Как видно из этой статистики, между идентичностью и политической позицией тайваньцев в вопросе об отношениях с Китаем не существует прямой корреляции. Это соответствует и структуре идентичности китайцев на континенте, которые, как правило, считают себя одновременно китайцами и уроженцами своей родной провинции и не видят противоречия между этими двумя самообразами. Более того, социологическая статистика показывает, что значительная часть населения Тайваня стабильно выступает за сохранение статус-кво, а еще почти четверть жителей острова согласны быть гражданами Китая (предположительно на условиях, выдвигаемых Гоминьданом). В приведенных данных наиболее примечательным представляется факт быстрого укрепления тайваньского национального самосознания, которое было буквально выращено, выпестовано, так сказать, с нуля почти исключительно пропагандистскими средствами. Приведенное утверждение в целом соответствует распространенному сегодня в социальных науках тезису о том, что идеологические системы и в особенности культурные идентичности «фабрикуются» или «изобретаются» и что сама нация, если воспользоваться крылатым выражением американского социолога Бенедикта Андерсона, является «воображаемым сообществом». Конечно, этот взгляд еще требует критической проверки. Пока же мы можем констатировать быстрый рост националистических настроений на Тайване. Вопрос в том, каково их реальное содержание и значение. Отметим прежде всего, что жителям Тайваня приходится решать проблему своего самоопределения в увязке с целым рядом факторов. На первом месте среди них стоит необходимость идентификации в контексте отношений между двумя сторонами Тайваньского пролива, а в более широком смысле — в пространстве этнокультурного единства и многообразия всего Китая и, наконец, современных глобальных процессов. В ареале так называемого Большого Китая мы имеем дело с тремя основными подходами к проблеме единства и многообразия китайской цивилизации, тремя, так сказать, национальными мифами (употребляем данное понятие в смысле нормативного повествования, утверждающего определенную культурную и политическую традицию). Они тесно связаны с идеологией трех важнейших политических сил в Китае и на Тайване — КПК, Гоминьдана и Демократической прогрессивной партии (ДПП) Тайваня, отстаивающей идею существования отдельной тайваньской нации.

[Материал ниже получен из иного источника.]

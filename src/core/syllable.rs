//! 음절 분해
//!
//! 문자 하나를 {초성, 중성, 종성} 세 칸으로 나눕니다. 한글이 아닌 문자는
//! 단어 경계 표시(Ø, " ", X)로 바뀌어 규칙 처리에 참여합니다.

use std::fmt;

use crate::core::jamo::{Final, Initial, Vowel};
use crate::core::unicode::{
    compat_to_choseong, compat_to_jongseong, compat_to_jungseong, decompose_syllable,
    is_compat_jamo,
};

/// 중성 칸
#[derive(Debug, Clone, Copy, PartialEq, Eq, Hash)]
pub enum Nucleus {
    Vowel(Vowel),
    /// 모음 없음 (Ø)
    Empty,
    /// 단어 안의 비한글 문자 (공백, 아포스트로피 등)
    Blank(char),
}

/// 종성 칸 (경계표 왼쪽 키)
#[derive(Debug, Clone, Copy, PartialEq, Eq, Hash)]
pub enum Coda {
    /// 음절 없음 (X): 단어 앞 가상 음절과 경계 문자
    WordStart,
    /// 종성 없음 (Ø)
    Empty,
    Final(Final),
}

impl Coda {
    fn from_index(jongseong: u32) -> Self {
        Final::from_index(jongseong).map_or(Coda::Empty, Coda::Final)
    }
}

impl fmt::Display for Coda {
    fn fmt(&self, f: &mut fmt::Formatter<'_>) -> fmt::Result {
        match self {
            Coda::WordStart => Ok(()),
            Coda::Empty => write!(f, "Ø"),
            Coda::Final(jamo) => write!(f, "{}", jamo),
        }
    }
}

/// 분해된 음절
#[derive(Debug, Clone, Copy, PartialEq, Eq)]
pub struct Syllable {
    /// None = 초성 없음 (Ø)
    pub initial: Option<Initial>,
    pub nucleus: Nucleus,
    pub coda: Coda,
    /// 호환용 자모에서 온 종성 (음절 종성에만 적용되는 규칙에서 제외)
    pub standalone: bool,
}

impl Syllable {
    pub fn new(initial: Initial, vowel: Vowel, coda: Option<Final>) -> Self {
        Self {
            initial: Some(initial),
            nucleus: Nucleus::Vowel(vowel),
            coda: coda.map_or(Coda::Empty, Coda::Final),
            standalone: false,
        }
    }

    /// 단어 앞 가상 음절 (Ø, Ø, X)
    pub fn word_start() -> Self {
        Self {
            initial: None,
            nucleus: Nucleus::Empty,
            coda: Coda::WordStart,
            standalone: false,
        }
    }

    /// 단어 뒤 가상 음절 (Ø, Ø, Ø)
    pub fn word_end() -> Self {
        Self {
            initial: None,
            nucleus: Nucleus::Empty,
            coda: Coda::Empty,
            standalone: false,
        }
    }

    /// 경계 문자 (Ø, " ", X)
    pub fn blank(c: char) -> Self {
        Self {
            initial: None,
            nucleus: Nucleus::Blank(c),
            coda: Coda::WordStart,
            standalone: false,
        }
    }

    /// 중성 (모음이 있을 때만)
    pub fn vowel(&self) -> Option<Vowel> {
        match self.nucleus {
            Nucleus::Vowel(v) => Some(v),
            _ => None,
        }
    }

    /// 완성형 음절 블록에서 온 음절인지 확인
    pub fn is_block(&self) -> bool {
        self.initial.is_some() && self.vowel().is_some() && !self.standalone
    }

    /// 초성/중성/종성이 정확히 일치하는 완성형 음절인지 확인
    pub fn is(&self, initial: Initial, vowel: Vowel, coda: Option<Final>) -> bool {
        self.is_block()
            && self.initial == Some(initial)
            && self.vowel() == Some(vowel)
            && self.coda == coda.map_or(Coda::Empty, Coda::Final)
    }

    /// 완성형 문자로 다시 조합 (블록이 아니면 None)
    pub fn to_char(&self) -> Option<char> {
        if !self.is_block() {
            return None;
        }
        let initial = self.initial?;
        let vowel = self.vowel()?;
        let jong = match self.coda {
            Coda::Final(f) => f.index(),
            _ => 0,
        };
        crate::core::unicode::compose_syllable(initial.index(), vowel.index(), jong)
    }
}

/// 문자 하나를 음절로 분해
///
/// - 완성형 한글: 코드포인트 연산으로 초성/중성/종성 분리
/// - 초성/중성/종성 자모: 나머지 두 칸은 Ø
/// - 호환용 자음: 종성으로 (종성이 없는 ㄸㅃㅉ는 초성으로), standalone 표시
/// - 그 외: 경계 문자 (Ø, " ", X)
pub fn decompose_char(c: char) -> Syllable {
    if let Some((cho, jung, jong)) = decompose_syllable(c) {
        if let (Some(initial), Some(vowel)) = (Initial::from_index(cho), Vowel::from_index(jung)) {
            return Syllable {
                initial: Some(initial),
                nucleus: Nucleus::Vowel(vowel),
                coda: Coda::from_index(jong),
                standalone: false,
            };
        }
    }

    let mut syllable = Syllable::word_end();
    if let Some(initial) = Initial::from_char(c) {
        syllable.initial = Some(initial);
    } else if let Some(vowel) = Vowel::from_char(c) {
        syllable.nucleus = Nucleus::Vowel(vowel);
    } else if let Some(fin) = Final::from_char(c) {
        syllable.coda = Coda::Final(fin);
    } else if is_compat_jamo(c) {
        if let Some(jong) = compat_to_jongseong(c) {
            syllable.coda = Coda::from_index(jong);
            syllable.standalone = true;
        } else if let Some(initial) = compat_to_choseong(c).and_then(Initial::from_index) {
            syllable.initial = Some(initial);
        } else if let Some(vowel) = compat_to_jungseong(c).and_then(Vowel::from_index) {
            syllable.nucleus = Nucleus::Vowel(vowel);
        } else {
            // 옛한글 호환 자모
            return Syllable::blank(c);
        }
    } else {
        return Syllable::blank(c);
    }
    syllable
}

/// 단어 전체를 음절 목록으로 분해
pub fn decompose_word(word: &str) -> Vec<Syllable> {
    word.chars().map(decompose_char).collect()
}
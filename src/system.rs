//! 표기 체계 식별자

use std::fmt;
use std::str::FromStr;

use crate::error::RomanizeError;

/// 출력 표기 체계
///
/// 음운표의 몇 번째 열을 읽을지와 후처리 분기를 결정합니다.
#[derive(Debug, Clone, Copy, PartialEq, Eq, Hash)]
pub enum System {
    /// 발음 한글 (ph)
    Phonetic,
    /// 국어의 로마자 표기법 (rr)
    Revised,
    /// 국어의 로마자 표기법, 전자법 (rrr)
    RevisedTranslit,
    /// 매큔-라이샤워 (mc)
    McCuneReischauer,
    /// 예일 (yr)
    Yale,
    /// 국제 음성 기호 (ipa)
    Ipa,
}

impl System {
    /// 음운표 열 순서
    pub const ALL: [System; 6] = [
        System::Phonetic,
        System::Revised,
        System::RevisedTranslit,
        System::McCuneReischauer,
        System::Yale,
        System::Ipa,
    ];

    /// 음운표 열 인덱스
    pub fn column(self) -> usize {
        self as usize
    }

    /// 표시 순서 (1부터)
    pub fn seq(self) -> usize {
        self.column() + 1
    }

    pub fn abbreviation(self) -> &'static str {
        match self {
            System::Phonetic => "ph",
            System::Revised => "rr",
            System::RevisedTranslit => "rrr",
            System::McCuneReischauer => "mc",
            System::Yale => "yr",
            System::Ipa => "ipa",
        }
    }

    pub fn display_name(self) -> &'static str {
        match self {
            System::Phonetic => "Phonetic Hangul",
            System::Revised => "Revised Romanization",
            System::RevisedTranslit => "Revised Romanization (translit.)",
            System::McCuneReischauer => "McCune–Reischauer",
            System::Yale => "Yale Romanization",
            System::Ipa => "International Phonetic Alphabet (IPA)",
        }
    }

    /// 여러 발음 후보를 이어 붙일 때 쓰는 구분자
    pub fn separator(self) -> &'static str {
        match self {
            System::Ipa => "] ~ [",
            _ => "/",
        }
    }

    /// 발음 재표기와 모음 변이 후보를 만드는 체계 (ph, ipa)
    pub(crate) fn branches(self) -> bool {
        matches!(self, System::Phonetic | System::Ipa)
    }

    /// 첫 글자 대문자화 대상 (로마자 체계)
    pub(crate) fn capitalizes(self) -> bool {
        !matches!(self, System::Phonetic | System::Ipa)
    }
}

impl FromStr for System {
    type Err = RomanizeError;

    fn from_str(s: &str) -> Result<Self, Self::Err> {
        match s {
            "ph" => Ok(System::Phonetic),
            "rr" => Ok(System::Revised),
            "rrr" => Ok(System::RevisedTranslit),
            "mc" | "mr" => Ok(System::McCuneReischauer),
            "yr" => Ok(System::Yale),
            "ipa" => Ok(System::Ipa),
            other => Err(RomanizeError::UnknownSystem(other.to_string())),
        }
    }
}

impl fmt::Display for System {
    fn fmt(&self, f: &mut fmt::Formatter<'_>) -> fmt::Result {
        f.write_str(self.abbreviation())
    }
}
//! 토큰 결합 및 체계별 후처리

use unicode_normalization::UnicodeNormalization;

use crate::system::System;

/// 국어의 로마자 표기법에서 붙임표로 음절 경계를 밝히는 글자 쌍
const AMBIGUOUS_PAIRS: [&str; 5] = ["oe", "eo", "eu", "ae", "ui"];

/// 음절 경계 임시 표시 (ㅇ 초성 앞 모음 뒤)
const SYLLABLE_MARK: char = '…';

/// ㅋ 변이음
const ASPIRATED_K: [(&str, &str); 3] = [("kʰi", "kçi"), ("kʰj", "kçj"), ("kʰɯ", "kxɯ")];

/// ㅎ/ɦ 변이음
const GLOTTAL_H: [(&str, &str); 12] = [
    ("hi", "çi"),
    ("hj", "çj"),
    ("hɯ", "xɯ"),
    ("ho", "ɸʷo"),
    ("hu", "ɸʷu"),
    ("hw", "ɸw"),
    ("ɦi", "ʝi"),
    ("ɦj", "ʝj"),
    ("ɦɯ", "ɣɯ"),
    ("ɦo", "βo"),
    ("ɦu", "βu"),
    ("ɦw", "βw"),
];

/// 후보 하나의 토큰을 이어 붙이고 체계별로 정리
///
/// `original`은 변환 전 단어 원문으로, 발음 한글 정렬에 쓰입니다.
pub fn assemble(tokens: &[String], system: System, capitalize: bool, original: &str) -> String {
    let mut text = tokens.concat();
    if capitalize && system.capitalizes() {
        text = capitalize_first(&text);
    }
    match system {
        System::Phonetic => {
            let composed: String = text.nfc().collect();
            tidy_phonetic(original, &composed)
        }
        System::Revised | System::RevisedTranslit => {
            let once = hyphenate_ambiguous(&text);
            hyphenate_ambiguous(&once)
        }
        System::McCuneReischauer => text.replace("swi", "shwi"),
        System::Yale | System::Ipa => text,
    }
}

fn capitalize_first(text: &str) -> String {
    let mut chars = text.chars();
    match chars.next() {
        Some(first) => first.to_uppercase().chain(chars).collect(),
        None => String::new(),
    }
}

/// 발음 한글 정렬
///
/// 원문과 변환 결과를 나란히 읽으며 일치하면 두 커서를 함께 옮기고,
/// 다르면 각 커서를 ':'나 공백이 아닌 글자일 때만 옮깁니다.
/// 결과 글자는 커서 위치에서 하나씩 복사합니다.
pub fn tidy_phonetic(original: &str, romanized: &str) -> String {
    let original: Vec<char> = original.chars().collect();
    let romanized: Vec<char> = romanized.chars().collect();
    let is_real = |c: Option<char>| c.is_some_and(|c| c != ':' && c != ' ');

    let (mut j, mut k) = (0, 0);
    let mut out = String::with_capacity(romanized.len() * 3);
    for _ in 0..romanized.len() {
        let r = romanized.get(k).copied();
        let o = original.get(j).copied();
        out.extend(r);
        if r == o {
            j += 1;
            k += 1;
        } else {
            if is_real(o) {
                k += 1;
            }
            if is_real(r) {
                j += 1;
            }
        }
    }
    out
}

/// `(.)…(.)` 한 번 훑기: 모호한 글자 쌍이면 붙임표, 아니면 표시만 제거
fn hyphenate_ambiguous(text: &str) -> String {
    let chars: Vec<char> = text.chars().collect();
    let mut out = String::with_capacity(text.len());
    let mut i = 0;
    while i < chars.len() {
        if i + 2 < chars.len() && chars[i + 1] == SYLLABLE_MARK {
            let (a, b) = (chars[i], chars[i + 2]);
            out.push(a);
            let pair: String = [a, b].iter().collect();
            if AMBIGUOUS_PAIRS.contains(&pair.as_str()) {
                out.push('-');
            }
            out.push(b);
            i += 3;
        } else {
            out.push(chars[i]);
            i += 1;
        }
    }
    out
}

/// IPA 변이음 처리
///
/// 단어의 모든 후보를 구분자로 이은 뒤 한 번 적용합니다.
pub fn tidy_ipa(ipa: &str) -> String {
    let mut ipa = ipa.replace("ʌ̹ː", "ɘː");
    for glide in ["j", "i"] {
        ipa = ipa.replace(&format!("ɭɭ{}", glide), &format!("ɭʎ{}", glide));
    }
    ipa = ipa.replace("sʰɥi", "ʃʰɥi").replace("s͈ʰɥi", "ʃ͈ʰɥi");
    for mark in ["ʰ", "\u{0348}"] {
        for glide in ["j", "i"] {
            ipa = ipa.replace(&format!("s{}{}", mark, glide), &format!("ɕ{}{}", mark, glide));
        }
    }
    ipa = ipa.replace("nj", "ɲj");
    for (from, to) in ASPIRATED_K.iter().chain(GLOTTAL_H.iter()) {
        ipa = ipa.replace(from, to);
    }

    // 뒤쪽 절반(글자 수 기준)에서만 ɥi -> y
    if ipa.contains("ɥi") {
        let mid = ipa.chars().count() / 2;
        let split = ipa.char_indices().nth(mid).map_or(ipa.len(), |(i, _)| i);
        let (head, tail) = ipa.split_at(split);
        ipa = format!("{}{}", head, tail.replace("ɥi", "y"));
    }
    ipa
}

#[cfg(test)]
mod tests {
    use super::*;

    fn tokens(parts: &[&str]) -> Vec<String> {
        parts.iter().map(|s| s.to_string()).collect()
    }

    #[test]
    fn test_capitalize_romanizations_only() {
        let t = tokens(&["h", "an-g", "ug", "eo"]);
        assert_eq!(assemble(&t, System::Revised, true, "한국어"), "Han-gugeo");
        assert_eq!(assemble(&t, System::Yale, true, "한국어"), "Han-gugeo");
        assert_eq!(assemble(&t, System::Ipa, true, "한국어"), "han-gugeo");
        assert_eq!(assemble(&t, System::Revised, false, "한국어"), "han-gugeo");
    }

    #[test]
    fn test_hyphenate_ambiguous() {
        assert_eq!(hyphenate_ambiguous("ba…eo"), "ba-eo");
        assert_eq!(hyphenate_ambiguous("o…a"), "oa");
        // 표시가 연달아 붙으면 두 번 훑어야 모두 처리됨
        let once = hyphenate_ambiguous("a……e");
        assert_eq!(once, "a…e");
        assert_eq!(hyphenate_ambiguous(&once), "a-e");
    }

    #[test]
    fn test_mc_swi() {
        let t = tokens(&["s", "wi"]);
        assert_eq!(assemble(&t, System::McCuneReischauer, false, "쉬"), "shwi");
    }

    #[test]
    fn test_tidy_phonetic_keeps_length_mark() {
        assert_eq!(tidy_phonetic("한국어", "한:구거"), "한:구거");
        assert_eq!(tidy_phonetic("국물", "궁물"), "궁물");
    }

    #[test]
    fn test_tidy_ipa_allophones() {
        assert_eq!(tidy_ipa("sʰi"), "ɕʰi");
        assert_eq!(tidy_ipa("s͈ja̠"), "ɕ͈ja̠");
        assert_eq!(tidy_ipa("ɭɭi"), "ɭʎi");
        assert_eq!(tidy_ipa("njo̞"), "ɲjo̞");
        assert_eq!(tidy_ipa("kʰɯ"), "kxɯ");
        assert_eq!(tidy_ipa("ho̞"), "ɸʷo̞");
        assert_eq!(tidy_ipa("ʌ̹ːn"), "ɘːn");
    }

    #[test]
    fn test_tidy_ipa_midpoint_split() {
        // 앞쪽 절반의 ɥi는 그대로 둠
        assert_eq!(tidy_ipa("t͈ɥia̠] ~ [t͈ɥia̠"), "t͈ɥia̠] ~ [t͈ya̠");
        assert_eq!(tidy_ipa("a̠"), "a̠");
    }
}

Наиболее известный и влиятельный на международной арене национальный миф представлен позицией правительства КНР: Китай — единое великое государство и единая дружная «семья народов». В этом государстве имеются локальные различия, включая даже различия в системе управления, но судить о нем следует по его «совокупной силе». Китайцы — это все жители Китая, и они являются наследниками великой древней цивилизации. Могилы культурных героев и мудрецов этой цивилизации в настоящее время привлекают массы туристов, в том числе из среды китайских эмигрантов, которые в этом цивилизационном смысле тоже являются частью Китая. Большую роль в пропаганде КПК играет и ее революционное прошлое. В то же время китайские власти избегают крайних проявлений национализма. Они ставят акцент на самобытности и достоинствах китайского уклада жизни, твердо защищают свой национальный суверенитет и не скрывают, что намерены добиться большего веса и влияния для своей страны на международной арене — вплоть до роли мирового лидера. Объективно это означает, что власть КПК зиждется на утверждении не субстанционального единства нации, а именно различий: с одной стороны, отличия Китая от прочих цивилизаций и мировых держав, с другой — разделение управляющих и управляемых внутри государства, что фактически исключает существование сколько-нибудь полноценной демократии. Власть не несет ответственности перед обществом, и механизм ее действия непрозрачен для публики. Но различение, доведенное до предела, превосходит логику тождества и различия: оно утверждает подобие несходного и сходство разного. Власть в политической культуре Китая и есть не что иное, как исключительное, неоспоримое право использовать этот предел всех различий, утверждать универсальность исключительного. Власть как различение никого не касается, но остается общей для всех. Что касается притязаний жителей Тайваня на исключительную историко-культурную самобытность, то в глазах руководителей КНР речь идет о локальном своеобразии культуры, которое характерно для каждой провинции или даже отдельных местностей Китая. Именно такое мнение выразил глава КНР Ху Цзиньтао в беседе с председателем Гоминьдана Лянь Чжанем во время визита последнего в КНР в апреле 2005 г. Для подавляющего большинства тайваньцев подобное мнение неприемлемо и даже граничит с унижением. Вопрос о допустимой степени «самобытности» в рамках КНР и тем более Большого Китая остается крайне щекотливым и политизированным.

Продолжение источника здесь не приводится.